Predicting if a democrat will win their primary

Data Science Bootcamp : Post #3 : Classification Algorithms

Sami Ahmed
Nov 3 · 7 min read

This is the third installment in a series about my data science bootcamp experience at Metis. Please read my earlier posts on predicting opioid deaths and identifying peak traffic for New York’s subway stations before this one.

My Project 3 Motivation

In the U.S., if you want to become the president of the United States, you first have to get nominated. To become the presidential nominee, a candidate must win a majority of delegates, and that happens through the party’s primaries and caucuses. I don’t have any plans for running for president, but I do want to know the question bouncing around almost every American’s head (including mine): who will the democrats nominate?

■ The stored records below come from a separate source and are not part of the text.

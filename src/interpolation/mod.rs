// SPDX-License-Identifier: MIT
//
// Copyright (c) 2025 Alexandre Severino
//
// Permission is hereby granted, free of charge, to any person obtaining a copy
// of this software and associated documentation files (the "Software"), to deal
// in the Software without restriction, including without limitation the rights
// to use, copy, modify, merge, publish, distribute, sublicense, and/or sell
// copies of the Software, and to permit persons to whom the Software is
// furnished to do so, subject to the following conditions:
//
// The above copyright notice and this permission notice shall be included in
// all copies or substantial portions of the Software.
//
// THE SOFTWARE IS PROVIDED "AS IS", WITHOUT WARRANTY OF ANY KIND, EXPRESS OR
// IMPLIED, INCLUDING BUT NOT LIMITED TO THE WARRANTIES OF MERCHANTABILITY,
// FITNESS FOR A PARTICULAR PURPOSE AND NONINFRINGEMENT. IN NO EVENT SHALL THE
// AUTHORS OR COPYRIGHT HOLDERS BE LIABLE FOR ANY CLAIM, DAMAGES OR OTHER
// LIABILITY, WHETHER IN AN ACTION OF CONTRACT, TORT OR OTHERWISE, ARISING FROM,
// OUT OF OR IN CONNECTION WITH THE SOFTWARE OR THE USE OR OTHER DEALINGS IN THE
// SOFTWARE.

//! Generalized barycentric interpolation over closed triangulated boundaries.

pub mod mvc;
pub mod triangles;

use thiserror::Error;

use crate::numeric::scalar::ScalarType;

pub use triangles::Triangles;

/// Errors reported before any weight is computed.
#[derive(Clone, Debug, Error, PartialEq, Eq)]
pub enum InterpolationError {
    /// The boundary has no triangles.
    #[error("boundary has no triangles")]
    NoTriangles,
    /// A triangle references a point that does not exist.
    #[error("triangle {triangle} references point {index}, but only {points} points exist")]
    TriangleIndexOutOfRange {
        triangle: usize,
        index: usize,
        points: usize,
    },
    /// A connectivity entry is not a triangle.
    #[error("cell {cell} has {size} points, expected a triangle")]
    NotTriangle { cell: usize, size: usize },
    /// The caller-supplied weight buffer does not match the point count.
    #[error("weight buffer holds {actual} values, expected {expected}")]
    WeightBufferSize { expected: usize, actual: usize },
    /// Weights can only be produced in the scalar type of the points, and
    /// only for floating-point types.
    #[error("cannot compute {requested} weights for {points} points")]
    UnsupportedScalarType {
        requested: ScalarType,
        points: ScalarType,
    },
}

So many candidates, so many issues

As of Nov 2nd 2019, there are over 16 democrats running for the U.S. presidency. I went into this project with some assumptions. The current political climate in the U.S. is staunchly partisan, so naturally if you want to be the nominee, you should embrace the partisan current and radically lean into topics like a Bernie or bust evangelical. My findings support that hypothesis; however, some of the other attributes that bubbled to the top of my analysis raised my eyebrows. Out of the winners in my dataset, a few political action campaign (PACs) pop up again and again. Read on to learn what I discovered.

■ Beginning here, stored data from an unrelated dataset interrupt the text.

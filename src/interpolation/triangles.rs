// SPDX-License-Identifier: MIT
//
// Copyright (c) 2025 Alexandre Severino
//
// Permission is hereby granted, free of charge, to any person obtaining a copy
// of this software and associated documentation files (the "Software"), to deal
// in the Software without restriction, including without limitation the rights
// to use, copy, modify, merge, publish, distribute, sublicense, and/or sell
// copies of the Software, and to permit persons to whom the Software is
// furnished to do so, subject to the following conditions:
//
// The above copyright notice and this permission notice shall be included in
// all copies or substantial portions of the Software.
//
// THE SOFTWARE IS PROVIDED "AS IS", WITHOUT WARRANTY OF ANY KIND, EXPRESS OR
// IMPLIED, INCLUDING BUT NOT LIMITED TO THE WARRANTIES OF MERCHANTABILITY,
// FITNESS FOR A PARTICULAR PURPOSE AND NONINFRINGEMENT. IN NO EVENT SHALL THE
// AUTHORS OR COPYRIGHT HOLDERS BE LIABLE FOR ANY CLAIM, DAMAGES OR OTHER
// LIABILITY, WHETHER IN AN ACTION OF CONTRACT, TORT OR OTHERWISE, ARISING FROM,
// OUT OF OR IN CONNECTION WITH THE SOFTWARE OR THE USE OR OTHER DEALINGS IN THE
// SOFTWARE.

use crate::interpolation::InterpolationError;

/// Triangle connectivity of a boundary, in one of the layouts callers
/// typically hold it in.
#[derive(Debug, Clone, Copy, PartialEq, Eq)]
pub enum Triangles<'a> {
    /// One `[i, j, k]` per triangle.
    Triples(&'a [[usize; 3]]),
    /// `i0, j0, k0, i1, j1, k1, ..`
    Flat(&'a [usize]),
    /// `3, i0, j0, k0, 3, i1, ..`: a cell array whose cells must all be
    /// triangles.
    CellArray(&'a [usize]),
}

impl<'a> Triangles<'a> {
    /// Flat storage, stride between triangles and offset of the first id.
    fn layout(&self) -> (&'a [usize], usize, usize) {
        match *self {
            Triangles::Triples(t) => (t.as_flattened(), 3, 0),
            Triangles::Flat(t) => (t, 3, 0),
            Triangles::CellArray(t) => (t, 4, 1),
        }
    }

    /// Number of complete triangles.
    pub fn len(&self) -> usize {
        let (data, stride, _) = self.layout();
        data.len() / stride
    }

    pub fn is_empty(&self) -> bool {
        self.len() == 0
    }

    /// Checks the layout and that every index is below `num_points`.
    pub fn validate(&self, num_points: usize) -> Result<(), InterpolationError> {
        let (data, stride, offset) = self.layout();
        if data.is_empty() {
            return Err(InterpolationError::NoTriangles);
        }

        let cells = data.chunks(stride);
        for (cell, chunk) in cells.enumerate() {
            let size = if offset == 1 { chunk[0] } else { chunk.len() };
            if size != 3 || chunk.len() != stride {
                let size = if chunk.len() == stride {
                    size
                } else {
                    chunk.len() - offset
                };
                return Err(InterpolationError::NotTriangle { cell, size });
            }
            if let Some(&index) = chunk[offset..].iter().find(|&&i| i >= num_points) {
                return Err(InterpolationError::TriangleIndexOutOfRange {
                    triangle: cell,
                    index,
                    points: num_points,
                });
            }
        }
        Ok(())
    }

    /// Triangles as index triples. Trailing partial entries are skipped;
    /// call [`Triangles::validate`] first to reject them.
    pub fn iter(self) -> impl Iterator<Item = [usize; 3]> + 'a {
        let (data, stride, offset) = self.layout();
        data.chunks_exact(stride)
            .map(move |c| [c[offset], c[offset + 1], c[offset + 2]])
    }
}

impl<'a> From<&'a [[usize; 3]]> for Triangles<'a> {
    fn from(t: &'a [[usize; 3]]) -> Self {
        Triangles::Triples(t)
    }
}

impl<'a, const N: usize> From<&'a [[usize; 3]; N]> for Triangles<'a> {
    fn from(t: &'a [[usize; 3]; N]) -> Self {
        Triangles::Triples(t)
    }
}

impl<'a> From<&'a Vec<[usize; 3]>> for Triangles<'a> {
    fn from(t: &'a Vec<[usize; 3]>) -> Self {
        Triangles::Triples(t.as_slice())
    }
}

#[cfg(test)]
mod tests {
    use super::*;

    #[test]
    fn layouts_agree() {
        let triples = [[0, 1, 2], [2, 1, 3]];
        let flat = [0, 1, 2, 2, 1, 3];
        let cells = [3, 0, 1, 2, 3, 2, 1, 3];

        let a: Vec<_> = Triangles::Triples(&triples).iter().collect();
        let b: Vec<_> = Triangles::Flat(&flat).iter().collect();
        let c: Vec<_> = Triangles::CellArray(&cells).iter().collect();
        assert_eq!(a, triples);
        assert_eq!(a, b);
        assert_eq!(a, c);
        assert_eq!(Triangles::CellArray(&cells).len(), 2);
    }

    #[test]
    fn rejects_quads_and_stray_ids() {
        let quad = [4, 0, 1, 2, 3];
        assert_eq!(
            Triangles::CellArray(&quad).validate(4),
            Err(InterpolationError::NotTriangle { cell: 0, size: 4 })
        );
        let partial = [0, 1, 2, 3];
        assert_eq!(
            Triangles::Flat(&partial).validate(4),
            Err(InterpolationError::NotTriangle { cell: 1, size: 1 })
        );
        assert_eq!(
            Triangles::Flat(&[0, 1, 7]).validate(4),
            Err(InterpolationError::TriangleIndexOutOfRange {
                triangle: 0,
                index: 7,
                points: 4
            })
        );
        assert_eq!(
            Triangles::Flat(&[]).validate(4),
            Err(InterpolationError::NoTriangles)
        );
    }
}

For this third project, I took a magnifying glass to the open primaries of the democratic party. The question I sought to answer: what are the relevant candidate attributes that have enabled democrats to win their respective primaries?

Data rundown

I looked at a dataset hosted on Kaggle, provided by Five Thirty Eight, New York Times, and Ballotpedia. It included 811 Democratic candidates who appeared on the ballot in 2018 in Democratic primaries for Senate, House and Governor. This excluded races featuring a Democratic incumbent, as of August 7, 2018. Each observation (i.e. row) represented a unique candidate.

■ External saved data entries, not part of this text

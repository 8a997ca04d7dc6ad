// SPDX-License-Identifier: MIT
//
// Copyright (c) 2025 Alexandre Severino
//
// Permission is hereby granted, free of charge, to any person obtaining a copy
// of this software and associated documentation files (the "Software"), to deal
// in the Software without restriction, including without limitation the rights
// to use, copy, modify, merge, publish, distribute, sublicense, and/or sell
// copies of the Software, and to permit persons to whom the Software is
// furnished to do so, subject to the following conditions:
//
// The above copyright notice and this permission notice shall be included in
// all copies or substantial portions of the Software.
//
// THE SOFTWARE IS PROVIDED "AS IS", WITHOUT WARRANTY OF ANY KIND, EXPRESS OR
// IMPLIED, INCLUDING BUT NOT LIMITED TO THE WARRANTIES OF MERCHANTABILITY,
// FITNESS FOR A PARTICULAR PURPOSE AND NONINFRINGEMENT. IN NO EVENT SHALL THE
// AUTHORS OR COPYRIGHT HOLDERS BE LIABLE FOR ANY CLAIM, DAMAGES OR OTHER
// LIABILITY, WHETHER IN AN ACTION OF CONTRACT, TORT OR OTHERWISE, ARISING FROM,
// OUT OF OR IN CONNECTION WITH THE SOFTWARE OR THE USE OR OTHER DEALINGS IN THE
// SOFTWARE.

//! Convex decomposition of a closed cell by its own face planes.
//!
//! Starting from the bounding box, every convex piece whose box meets a face
//! is cut by that face's plane. Once all faces are processed no face crosses
//! the interior of a piece, so each piece lies wholly inside or wholly
//! outside the cell.

use std::cmp::Ordering;

use crate::{
    geometry::{
        aabb::Aabb,
        plane::Plane,
        point::{Point3, PointOps},
        polygon,
        vector::Vector3,
    },
    kernel::orientation::orient3d,
    numeric::scalar::Scalar,
};

/// Box corners `i` sit at `(i & 1, i >> 1 & 1, i >> 2 & 1)`.
const BOX_FACES: [[usize; 4]; 6] = [
    [0, 2, 3, 1],
    [4, 5, 7, 6],
    [0, 1, 5, 4],
    [2, 6, 7, 3],
    [0, 4, 6, 2],
    [1, 3, 7, 5],
];

#[derive(Debug, Clone, Copy, PartialEq, Eq)]
enum Side {
    Front,
    Back,
    On,
}

/// Convex polytope bounded by polygons wound counter-clockwise seen from
/// outside.
#[derive(Debug, Clone, PartialEq)]
pub struct ConvexPiece<T: Scalar> {
    pub faces: Vec<Vec<Point3<T>>>,
}

impl<T: Scalar> ConvexPiece<T> {
    pub fn from_box(bounds: &Aabb<T>) -> Self {
        let corner = |i: usize| {
            Point3::new(std::array::from_fn(|k| {
                if (i >> k) & 1 == 0 {
                    bounds.min[k]
                } else {
                    bounds.max[k]
                }
            }))
        };
        ConvexPiece {
            faces: BOX_FACES
                .iter()
                .map(|face| face.iter().map(|&i| corner(i)).collect())
                .collect(),
        }
    }

    pub fn vertices(&self) -> impl Iterator<Item = &Point3<T>> + '_ {
        self.faces.iter().flatten()
    }

    pub fn bounds(&self) -> Option<Aabb<T>> {
        Aabb::from_points(self.vertices())
    }

    /// Average of the face corners. Every corner gets a positive weight, so
    /// the point is interior to a piece with volume.
    pub fn centroid(&self) -> Point3<T> {
        let mut c = [T::zero(); 3];
        let mut count = 0usize;
        for p in self.vertices() {
            for i in 0..3 {
                c[i] = c[i] + p[i];
            }
            count += 1;
        }
        let inv = T::one() / T::from_f64(count.max(1) as f64);
        Point3::new(c.map(|v| v * inv))
    }

    pub fn volume(&self) -> T {
        let o = self.centroid();
        let six = self.faces.iter().fold(T::zero(), |acc, face| {
            (1..face.len().saturating_sub(1)).fold(acc, |acc, k| {
                acc + orient3d(&o, &face[0], &face[k], &face[k + 1])
            })
        });
        six / T::from_f64(6.0)
    }

    /// Halves on the positive and negative side of `plane`. Corners within
    /// `tol` of the plane count as on it.
    pub fn split(&self, plane: &Plane<T>, tol: T) -> (Option<Self>, Option<Self>) {
        let side = |d: T| {
            if d > tol {
                Side::Front
            } else if d < -tol {
                Side::Back
            } else {
                Side::On
            }
        };
        let sides: Vec<Side> = self.vertices().map(|p| side(plane.signed_distance(p))).collect();
        if !sides.contains(&Side::Back) {
            return (Some(self.clone()), None);
        }
        if !sides.contains(&Side::Front) {
            return (None, Some(self.clone()));
        }

        let mut front = Vec::with_capacity(self.faces.len() + 1);
        let mut back = Vec::with_capacity(self.faces.len() + 1);
        let mut cut = Vec::new();
        for face in &self.faces {
            let mut f = Vec::with_capacity(face.len() + 1);
            let mut b = Vec::with_capacity(face.len() + 1);
            for (i, p) in face.iter().enumerate() {
                let q = &face[(i + 1) % face.len()];
                let (dp, dq) = (plane.signed_distance(p), plane.signed_distance(q));
                let (sp, sq) = (side(dp), side(dq));
                match sp {
                    Side::Front => f.push(*p),
                    Side::Back => b.push(*p),
                    Side::On => {
                        f.push(*p);
                        b.push(*p);
                        cut.push(*p);
                    }
                }
                if matches!((sp, sq), (Side::Front, Side::Back) | (Side::Back, Side::Front)) {
                    let x = p.add_vector(&(q - p).scale(dp / (dp - dq)));
                    f.push(x);
                    b.push(x);
                    cut.push(x);
                }
            }
            if f.len() >= 3 {
                front.push(f);
            }
            if b.len() >= 3 {
                back.push(b);
            }
        }

        if let Some(cap) = cap_polygon(&cut, &plane.normal, tol) {
            front.push(cap.iter().rev().copied().collect());
            back.push(cap);
        }
        (Some(ConvexPiece { faces: front }), Some(ConvexPiece { faces: back }))
    }
}

/// Distinct `points`, all in a plane with unit `normal`, ordered
/// counter-clockwise about it. `None` below three points.
fn cap_polygon<T: Scalar>(points: &[Point3<T>], normal: &Vector3<T>, tol: T) -> Option<Vec<Point3<T>>> {
    let tol2 = tol * tol;
    let mut distinct: Vec<Point3<T>> = Vec::with_capacity(points.len());
    for p in points {
        if !distinct.iter().any(|q| q.distance_squared_to(p) <= tol2) {
            distinct.push(*p);
        }
    }
    if distinct.len() < 3 {
        return None;
    }

    let axis = if normal[0].abs() < T::from_f64(0.9) {
        Vector3::new([T::one(), T::zero(), T::zero()])
    } else {
        Vector3::new([T::zero(), T::one(), T::zero()])
    };
    let (u, _) = normal.cross(&axis).try_normalize()?;
    let v = normal.cross(&u);

    let n = T::from_f64(distinct.len() as f64);
    let c = Point3::new(std::array::from_fn(|i| {
        distinct.iter().fold(T::zero(), |acc, p| acc + p[i]) / n
    }));
    let angle = |p: &Point3<T>| {
        let d = p - &c;
        d.dot(&v).atan2(d.dot(&u))
    };
    distinct.sort_by(|a, b| angle(a).partial_cmp(&angle(b)).unwrap_or(Ordering::Equal));
    Some(distinct)
}

/// Splits `bounds` by the plane of every face in `faces` that its pieces
/// touch, dropping pieces with volume at most `min_volume`.
pub fn convex_pieces<T: Scalar>(
    bounds: &Aabb<T>,
    faces: &[Vec<Point3<T>>],
    tol: T,
    min_volume: T,
) -> Vec<ConvexPiece<T>> {
    let mut pieces = vec![ConvexPiece::from_box(bounds)];
    for face in faces {
        let normal = polygon::newell_normal(face);
        let origin = polygon::centroid(face);
        let (Some(plane), Some(face_box)) = (Plane::new(origin, normal), Aabb::from_points(face)) else {
            continue;
        };
        pieces = pieces
            .into_iter()
            .flat_map(|piece| {
                let touches = piece.bounds().is_some_and(|b| b.overlaps(&face_box, tol));
                if !touches {
                    return vec![piece];
                }
                let (front, back) = piece.split(&plane, tol);
                front
                    .into_iter()
                    .chain(back)
                    .filter(|p| p.volume() > min_volume)
                    .collect()
            })
            .collect();
    }
    log::trace!("cut the cell box into {} convex pieces", pieces.len());
    pieces
}

#[cfg(test)]
mod tests {
    use super::*;

    fn unit_box() -> ConvexPiece<f64> {
        let b = Aabb::new(Point3::<f64>::new([0.0; 3]), Point3::<f64>::new([1.0; 3]));
        ConvexPiece::from_box(&b)
    }

    #[test]
    fn box_faces_point_outward() {
        let piece = unit_box();
        assert!((piece.volume() - 1.0).abs() < 1e-12);
        assert_eq!(piece.vertices().count(), 24);
    }

    #[test]
    fn split_keeps_volume() {
        let piece = unit_box();
        let plane = Plane::new(
            Point3::<f64>::new([0.3, 0.0, 0.0]),
            Vector3::<f64>::new([1.0, 0.2, 0.1]),
        )
        .unwrap();
        let (front, back) = piece.split(&plane, 1e-12);
        let (front, back) = (front.unwrap(), back.unwrap());
        assert!((front.volume() + back.volume() - 1.0).abs() < 1e-12);
        assert!(front.volume() > 0.0 && back.volume() > 0.0);
        assert!(front.vertices().all(|p| plane.signed_distance(p) >= -1e-12));
        assert!(back.vertices().all(|p| plane.signed_distance(p) <= 1e-12));
    }

    #[test]
    fn plane_along_a_face_does_not_split() {
        let piece = unit_box();
        let plane = Plane::new(
            Point3::<f64>::new([0.0, 0.0, 1.0]),
            Vector3::<f64>::new([0.0, 0.0, 1.0]),
        )
        .unwrap();
        assert_eq!(piece.split(&plane, 1e-12), (None, Some(piece.clone())));
    }

    #[test]
    fn notch_faces_cut_the_box() {
        let b = Aabb::new(Point3::<f64>::new([0.0; 3]), Point3::<f64>::new([3.0, 3.0, 1.0]));
        let wall = |x: f64| {
            vec![
                Point3::<f64>::new([x, 1.0, 0.0]),
                Point3::<f64>::new([x, 3.0, 0.0]),
                Point3::<f64>::new([x, 3.0, 1.0]),
                Point3::<f64>::new([x, 1.0, 1.0]),
            ]
        };
        let pieces = convex_pieces(&b, &[wall(1.0), wall(2.0)], 1e-12, 1e-12);
        assert_eq!(pieces.len(), 3);
        let total: f64 = pieces.iter().map(|p| p.volume()).sum();
        assert!((total - 9.0).abs() < 1e-12);
    }
}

Instead of loading flat files straight into my Jupyter Notebook, I setup a schema, loaded the data into a PostgreSQL database housed in my AWS cloud instance, and queried the data from there. This was a great learning process around the challenges of a schema first system, how to neatly organize tables in a database, and how to query a database hosted in the cloud from my local machine.

Initial Insights

Some notable artifacts from my exploring my data (before any modeling):

  1. Class Imbalance — Out of the 811 candidates, only about 29% won their primary. This is what we call “class imbalance”, and poses it own unique challenges in the modeling process.
  2. Nominal Features — The data had a prevalence of nominal features like: Endorsed by Biden, “yes or no.” I one hot encoded these values so that they could be comprehended by models.
  3. Missing values — A lot of these nominal features had missing values. I chose to set them to 0 i.e. ‘no.’ There are plenty of rigorous methods for imputing values — you can use the feature’s mean, or even run a regression — however, most of the missing data in my case had only two potential values: ‘yes’ or ‘no.’ So we can pretty safely assume if it is not a ‘yes’, it’s a ‘no.’
Subset of my features before cleaning — lots of nominal data with missing values

Modeling workflow

If Metis has taught me anything so far, it is the value of iterating over your process end to end instead of perfecting each step along the way. With that in mind, after getting my data into SQL, cleaning it up, and getting my data properly segmented into train/test sets, I got right to modeling. I setup a dummy model, pipeline of naive algorithms, and finally optimized the naive algorithms that best captured the ‘wins’ in my dataset (as that is my target) to get my final model.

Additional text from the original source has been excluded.